(The data)
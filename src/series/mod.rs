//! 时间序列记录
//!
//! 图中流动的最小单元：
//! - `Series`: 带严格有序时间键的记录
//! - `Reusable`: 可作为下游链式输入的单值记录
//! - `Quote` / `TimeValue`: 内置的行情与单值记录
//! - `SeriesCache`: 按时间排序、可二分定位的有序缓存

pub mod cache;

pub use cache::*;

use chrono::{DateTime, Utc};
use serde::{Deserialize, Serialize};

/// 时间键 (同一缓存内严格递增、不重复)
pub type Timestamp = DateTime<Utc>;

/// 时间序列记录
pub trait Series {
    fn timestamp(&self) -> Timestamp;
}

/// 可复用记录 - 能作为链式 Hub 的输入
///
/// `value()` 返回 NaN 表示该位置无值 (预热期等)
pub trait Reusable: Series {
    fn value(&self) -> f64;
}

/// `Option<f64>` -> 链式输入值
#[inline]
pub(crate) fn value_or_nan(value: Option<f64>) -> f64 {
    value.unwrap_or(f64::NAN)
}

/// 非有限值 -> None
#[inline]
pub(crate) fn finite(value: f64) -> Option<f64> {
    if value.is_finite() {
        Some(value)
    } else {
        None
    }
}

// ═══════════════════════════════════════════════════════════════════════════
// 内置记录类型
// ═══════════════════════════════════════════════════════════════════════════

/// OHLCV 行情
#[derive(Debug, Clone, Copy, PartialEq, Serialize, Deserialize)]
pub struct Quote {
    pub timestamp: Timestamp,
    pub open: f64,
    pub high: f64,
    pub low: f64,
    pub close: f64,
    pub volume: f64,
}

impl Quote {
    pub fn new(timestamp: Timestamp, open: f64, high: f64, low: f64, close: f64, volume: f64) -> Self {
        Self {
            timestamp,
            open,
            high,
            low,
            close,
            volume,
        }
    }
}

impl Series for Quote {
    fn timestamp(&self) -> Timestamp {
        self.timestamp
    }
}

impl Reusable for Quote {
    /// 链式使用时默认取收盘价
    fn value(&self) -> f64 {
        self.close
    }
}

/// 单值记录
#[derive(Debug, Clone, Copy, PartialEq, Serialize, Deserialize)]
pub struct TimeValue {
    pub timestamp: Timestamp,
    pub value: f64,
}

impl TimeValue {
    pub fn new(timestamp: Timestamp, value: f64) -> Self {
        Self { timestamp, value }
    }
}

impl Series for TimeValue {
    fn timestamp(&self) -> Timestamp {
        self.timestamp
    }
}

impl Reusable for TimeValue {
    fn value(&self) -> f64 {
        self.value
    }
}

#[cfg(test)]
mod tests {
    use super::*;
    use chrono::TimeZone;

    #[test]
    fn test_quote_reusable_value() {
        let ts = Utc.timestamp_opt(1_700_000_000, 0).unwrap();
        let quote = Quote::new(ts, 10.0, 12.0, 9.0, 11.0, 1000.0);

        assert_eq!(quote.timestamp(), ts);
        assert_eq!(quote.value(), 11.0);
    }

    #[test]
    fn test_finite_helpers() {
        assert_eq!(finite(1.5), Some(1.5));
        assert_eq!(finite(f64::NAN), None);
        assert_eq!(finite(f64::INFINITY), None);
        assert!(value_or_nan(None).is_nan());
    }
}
(End The data)
(The data)
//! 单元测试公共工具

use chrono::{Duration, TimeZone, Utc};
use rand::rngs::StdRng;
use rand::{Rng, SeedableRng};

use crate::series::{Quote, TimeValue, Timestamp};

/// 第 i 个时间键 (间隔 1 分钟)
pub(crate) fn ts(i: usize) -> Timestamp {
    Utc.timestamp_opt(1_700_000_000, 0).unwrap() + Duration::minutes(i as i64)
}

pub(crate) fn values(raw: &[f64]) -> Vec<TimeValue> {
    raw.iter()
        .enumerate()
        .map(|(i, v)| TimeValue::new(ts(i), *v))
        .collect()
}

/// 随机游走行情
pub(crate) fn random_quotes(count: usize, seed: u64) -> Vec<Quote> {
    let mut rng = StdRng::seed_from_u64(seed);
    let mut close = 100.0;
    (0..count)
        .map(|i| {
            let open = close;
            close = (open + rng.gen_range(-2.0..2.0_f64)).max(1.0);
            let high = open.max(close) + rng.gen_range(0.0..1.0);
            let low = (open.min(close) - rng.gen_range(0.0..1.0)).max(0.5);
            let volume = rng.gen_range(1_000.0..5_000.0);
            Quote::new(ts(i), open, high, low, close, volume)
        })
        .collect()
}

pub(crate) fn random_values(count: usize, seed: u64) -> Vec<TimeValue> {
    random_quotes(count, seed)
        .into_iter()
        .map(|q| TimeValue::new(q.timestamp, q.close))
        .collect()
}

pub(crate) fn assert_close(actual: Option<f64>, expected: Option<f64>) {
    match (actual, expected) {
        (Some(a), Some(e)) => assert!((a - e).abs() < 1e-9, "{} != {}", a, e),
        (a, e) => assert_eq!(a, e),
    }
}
(End The data)
**Requirement**
In the lines above, find each one with "trait" and list it.

**Answer for the task**
pub trait Series {
pub trait Reusable: Series {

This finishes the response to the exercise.